Photo by SUNBEAM PHOTOGRAPHY on Unsplash

Was I COed?

In a video that has more than a million views, British philosopher and co-founder of The School of Life Alain de Botton claims that "love is a cultural invention."[1]

The School of Life YouTube channel makes my favorite short-form YouTube videos on philosophy and other related subjects. It is through this channel that I was first introduced to the idea—prevalent among anthropologists, historians, and psychologists[2]—that love is a cultural invention.
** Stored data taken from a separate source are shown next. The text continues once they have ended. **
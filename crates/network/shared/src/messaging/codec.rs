//! Stream Codec
//!
//! Responsibilities:
//! - Length-prefix framing: [u32_be length][payload bytes] (tokio-util
//!   `LengthDelimitedCodec`).
//! - (De)serialization of [`Envelope`] via `bincode`; the packet variant tag is
//!   encoded with every envelope.
//! - Envelope ID assignment. IDs come from one atomic [`IdGenerator`] per
//!   connection, so concurrent writers never receive the same ID.
//!
//! Error Handling:
//! - A frame that arrived intact but does not decode yields
//!   [`CodecError::Decode`]; the stream is still aligned and the caller may
//!   keep reading.
//! - Everything else (I/O failure, oversized length prefix) is
//!   [`CodecError::Io`] and leaves the stream unusable.
//!
//! (C) Forge of Stories

use bytes::Bytes;
use futures::{SinkExt, StreamExt};
use thiserror::Error;
use tokio::io::{AsyncRead, AsyncWrite};
use tokio_util::codec::{FramedRead, FramedWrite, LengthDelimitedCodec};

use crate::envelope::Envelope;
use crate::ids::IdGenerator;
use crate::protocol::Packet;
use crate::serialization::{BincodeSerializer, MessageSerializer, SerializationError};

/// Default maximum accepted frame size (1 MiB).
pub const DEFAULT_MAX_FRAME_SIZE: usize = 1024 * 1024;

#[derive(Debug, Error)]
pub enum CodecError {
    #[error("io error: {0}")]
    Io(#[from] std::io::Error),
    #[error("envelope encode failed: {0}")]
    Encode(#[source] SerializationError),
    #[error("undecodable frame of {len} bytes: {source}")]
    Decode {
        len: usize,
        #[source]
        source: SerializationError,
    },
    #[error("outgoing frame of {len} bytes exceeds max_frame_size {max}")]
    FrameTooLarge { len: usize, max: usize },
}

impl CodecError {
    /// Whether the underlying stream can still be read after this error.
    pub fn is_recoverable(&self) -> bool {
        matches!(self, CodecError::Decode { .. })
    }
}

fn frame_codec(max_frame_size: usize) -> LengthDelimitedCodec {
    LengthDelimitedCodec::builder()
        .length_field_length(4)
        .big_endian()
        .max_frame_length(max_frame_size)
        .new_codec()
}

/// Write half of an envelope stream.
pub struct EnvelopeWriter<W> {
    frames: FramedWrite<W, LengthDelimitedCodec>,
    ids: IdGenerator,
    serializer: BincodeSerializer,
    max_frame_size: usize,
}

impl<W> EnvelopeWriter<W>
where
    W: AsyncWrite + Unpin,
{
    pub fn new(writer: W, max_frame_size: usize) -> Self {
        Self {
            frames: FramedWrite::new(writer, frame_codec(max_frame_size)),
            ids: IdGenerator::for_packets(),
            serializer: BincodeSerializer,
            max_frame_size,
        }
    }

    /// Reserve the next envelope ID without writing anything.
    ///
    /// Lets the caller register interest in a response before the request can
    /// possibly be answered.
    #[inline]
    pub fn assign_id(&self) -> u64 {
        self.ids.next()
    }

    /// Assign an ID, wrap `packet` and write it. Returns the assigned ID.
    pub async fn write(&mut self, responding_to: u64, packet: Packet) -> Result<u64, CodecError> {
        let envelope = Envelope::new(self.assign_id(), responding_to, packet);
        self.write_envelope(&envelope).await?;
        Ok(envelope.id)
    }

    /// Write an envelope whose ID was obtained from [`EnvelopeWriter::assign_id`].
    pub async fn write_envelope(&mut self, envelope: &Envelope) -> Result<(), CodecError> {
        let bytes = self
            .serializer
            .serialize(envelope)
            .map_err(CodecError::Encode)?;
        if bytes.len() > self.max_frame_size {
            return Err(CodecError::FrameTooLarge {
                len: bytes.len(),
                max: self.max_frame_size,
            });
        }
        self.frames.send(Bytes::from(bytes)).await?;
        Ok(())
    }

    /// Flush and shut the write side down.
    pub async fn close(&mut self) -> Result<(), CodecError> {
        SinkExt::<Bytes>::close(&mut self.frames).await?;
        Ok(())
    }
}

/// Read half of an envelope stream.
pub struct EnvelopeReader<R> {
    frames: FramedRead<R, LengthDelimitedCodec>,
    serializer: BincodeSerializer,
}

impl<R> EnvelopeReader<R>
where
    R: AsyncRead + Unpin,
{
    pub fn new(reader: R, max_frame_size: usize) -> Self {
        Self {
            frames: FramedRead::new(reader, frame_codec(max_frame_size)),
            serializer: BincodeSerializer,
        }
    }

    /// Wait for the next complete envelope. `Ok(None)` means the peer closed
    /// the stream cleanly.
    pub async fn read(&mut self) -> Result<Option<Envelope>, CodecError> {
        let Some(frame) = self.frames.next().await else {
            return Ok(None);
        };
        let frame = frame?;
        self.serializer
            .deserialize::<Envelope>(&frame)
            .map(Some)
            .map_err(|source| CodecError::Decode {
                len: frame.len(),
                source,
            })
    }
}

/// Split-free convenience for tests and single-task users.
pub fn envelope_pair<R, W>(
    reader: R,
    writer: W,
    max_frame_size: usize,
) -> (EnvelopeReader<R>, EnvelopeWriter<W>)
where
    R: AsyncRead + Unpin,
    W: AsyncWrite + Unpin,
{
    (
        EnvelopeReader::new(reader, max_frame_size),
        EnvelopeWriter::new(writer, max_frame_size),
    )
}
//! Streng typisierte Bezeichner für Pakete und Verbindungen.

use std::sync::Arc;
use std::sync::atomic::{AtomicU64, Ordering};

use serde::{Deserialize, Serialize};

/// Generischer Generator für inkrementelle IDs.
///
/// Clones share the same counter, so every handle of one connection draws from
/// a single sequence.
#[derive(Debug, Clone)]
pub struct IdGenerator {
    counter: Arc<AtomicU64>,
}

impl IdGenerator {
    pub fn new(start: u64) -> Self {
        Self {
            counter: Arc::new(AtomicU64::new(start)),
        }
    }

    /// Generator for envelope IDs. `0` is reserved for "not a response", so
    /// packet IDs start at `1`.
    pub fn for_packets() -> Self {
        Self::new(1)
    }

    #[inline]
    pub fn next(&self) -> u64 {
        self.counter.fetch_add(1, Ordering::Relaxed)
    }

    /// Value the next call to [`IdGenerator::next`] would hand out.
    pub fn peek(&self) -> u64 {
        self.counter.load(Ordering::Relaxed)
    }
}

macro_rules! id_type {
    ($name:ident) => {
        #[derive(Clone, Copy, Debug, PartialEq, Eq, Hash, Serialize, Deserialize)]
        pub struct $name(u64);

        impl $name {
            pub const fn new(value: u64) -> Self {
                Self(value)
            }

            pub const fn get(self) -> u64 {
                self.0
            }
        }

        impl std::fmt::Display for $name {
            fn fmt(&self, f: &mut std::fmt::Formatter<'_>) -> std::fmt::Result {
                write!(f, "{}#{}", stringify!($name), self.0)
            }
        }
    };
}

id_type!(ConnectionId);

static CONNECTION_IDS: AtomicU64 = AtomicU64::new(1);

impl ConnectionId {
    /// Process-wide unique id, used only to tell connections apart in logs.
    pub fn next() -> Self {
        Self(CONNECTION_IDS.fetch_add(1, Ordering::Relaxed))
    }
}

#[cfg(test)]
mod tests {
    use super::*;
    use std::collections::HashSet;

    #[test]
    fn packet_ids_start_at_one() {
        let ids = IdGenerator::for_packets();
        assert_eq!(ids.next(), 1);
        assert_eq!(ids.next(), 2);
        assert_eq!(ids.peek(), 3);
    }

    #[test]
    fn clones_share_the_counter() {
        let a = IdGenerator::for_packets();
        let b = a.clone();
        assert_eq!(a.next(), 1);
        assert_eq!(b.next(), 2);
    }

    #[test]
    fn concurrent_draws_never_repeat() {
        let ids = IdGenerator::for_packets();
        let handles: Vec<_> = (0..8)
            .map(|_| {
                let ids = ids.clone();
                std::thread::spawn(move || (0..500).map(|_| ids.next()).collect::<Vec<_>>())
            })
            .collect();

        let mut seen = HashSet::new();
        for h in handles {
            for id in h.join().unwrap() {
                assert!(seen.insert(id), "duplicate id {id}");
            }
        }
        assert_eq!(seen.len(), 8 * 500);
        assert!(!seen.contains(&0));
    }
}
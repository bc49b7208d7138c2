//! Static list of known remote peers.
//!
//! ```toml
//! [[peers]]
//! address = "10.0.0.7:5243"
//! token = "<claims>.<signature>"
//! ```
//!
//! Loaded once when the local peer is built; never reloaded.

use std::fs;
use std::path::Path;

use serde::{Deserialize, Serialize};

use crate::config::ConfigError;

/// Sentinel id of the peer record describing this process.
pub const LOCAL_PEER_ID: &str = "local";

#[derive(Debug, Clone, PartialEq, Eq, Serialize, Deserialize)]
pub struct PeerDetails {
    /// Defaults to the address when omitted.
    #[serde(default)]
    pub id: String,
    pub address: String,
    /// Bearer token presented to this peer during the handshake.
    #[serde(default)]
    pub token: String,
}

impl PeerDetails {
    pub fn new(address: impl Into<String>, token: impl Into<String>) -> Self {
        let address = address.into();
        Self {
            id: address.clone(),
            address,
            token: token.into(),
        }
    }

    /// Record for this process; it carries no token.
    pub fn local(address: impl Into<String>) -> Self {
        Self {
            id: LOCAL_PEER_ID.to_string(),
            address: address.into(),
            token: String::new(),
        }
    }

    pub fn is_local(&self) -> bool {
        self.id == LOCAL_PEER_ID
    }
}

#[derive(Debug, Clone, Default, PartialEq, Eq, Serialize, Deserialize)]
pub struct PeersManifest {
    #[serde(default)]
    pub peers: Vec<PeerDetails>,
}

impl PeersManifest {
    /// A missing file is an empty manifest.
    pub fn load(path: &Path) -> Result<Self, ConfigError> {
        let text = match fs::read_to_string(path) {
            Ok(text) => text,
            Err(e) if e.kind() == std::io::ErrorKind::NotFound => return Ok(Self::default()),
            Err(source) => {
                return Err(ConfigError::Io {
                    path: path.to_path_buf(),
                    source,
                });
            }
        };
        Self::parse(&text).map_err(|e| match e {
            ConfigError::Parse { source, .. } => ConfigError::Parse {
                path: path.to_path_buf(),
                source,
            },
            other => other,
        })
    }

    pub fn parse(text: &str) -> Result<Self, ConfigError> {
        let mut manifest: Self = toml::from_str(text).map_err(|source| ConfigError::Parse {
            path: Default::default(),
            source,
        })?;
        for peer in &mut manifest.peers {
            if peer.id.is_empty() {
                peer.id = peer.address.clone();
            }
            if peer.id == LOCAL_PEER_ID {
                return Err(ConfigError::Invalid(format!(
                    "peer id '{LOCAL_PEER_ID}' is reserved (address {})",
                    peer.address
                )));
            }
        }
        Ok(manifest)
    }
}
Silly me, I thought love was hardwired! This thing that I felt so deeply ingrained in me ever since I can remember, so uncontrollable, such a source of pleasure and, frankly, more often, searing pain, and so resistant to change through reasoned argument—this thing wasn't an instinct or a brain-circuitry whose hot-headed arteries I was doomed to follow, it wasn't a fiery tale, but a fairy-tale my society made up and I was clockwork-oranged (COed) into believing?

Needless to say, I was suspicious from the start. But I couldn't very well offer a counter-argument, since I hadn't looked into the issue.

But now I have! And in this here post, I'm sharing the results with you, my ever-curious readers.

Please parse the claim

The post's title asks, "Is romantic love a modern Western invention?" Strictly speaking, there are two claims being made here. One is that love is not universal across space (it's limited to Western cultures). The other is that love is not universal across time (it's limited to the last few hundred years). Social scientists have made both these claims.[3] Are they right? Let's start with the first.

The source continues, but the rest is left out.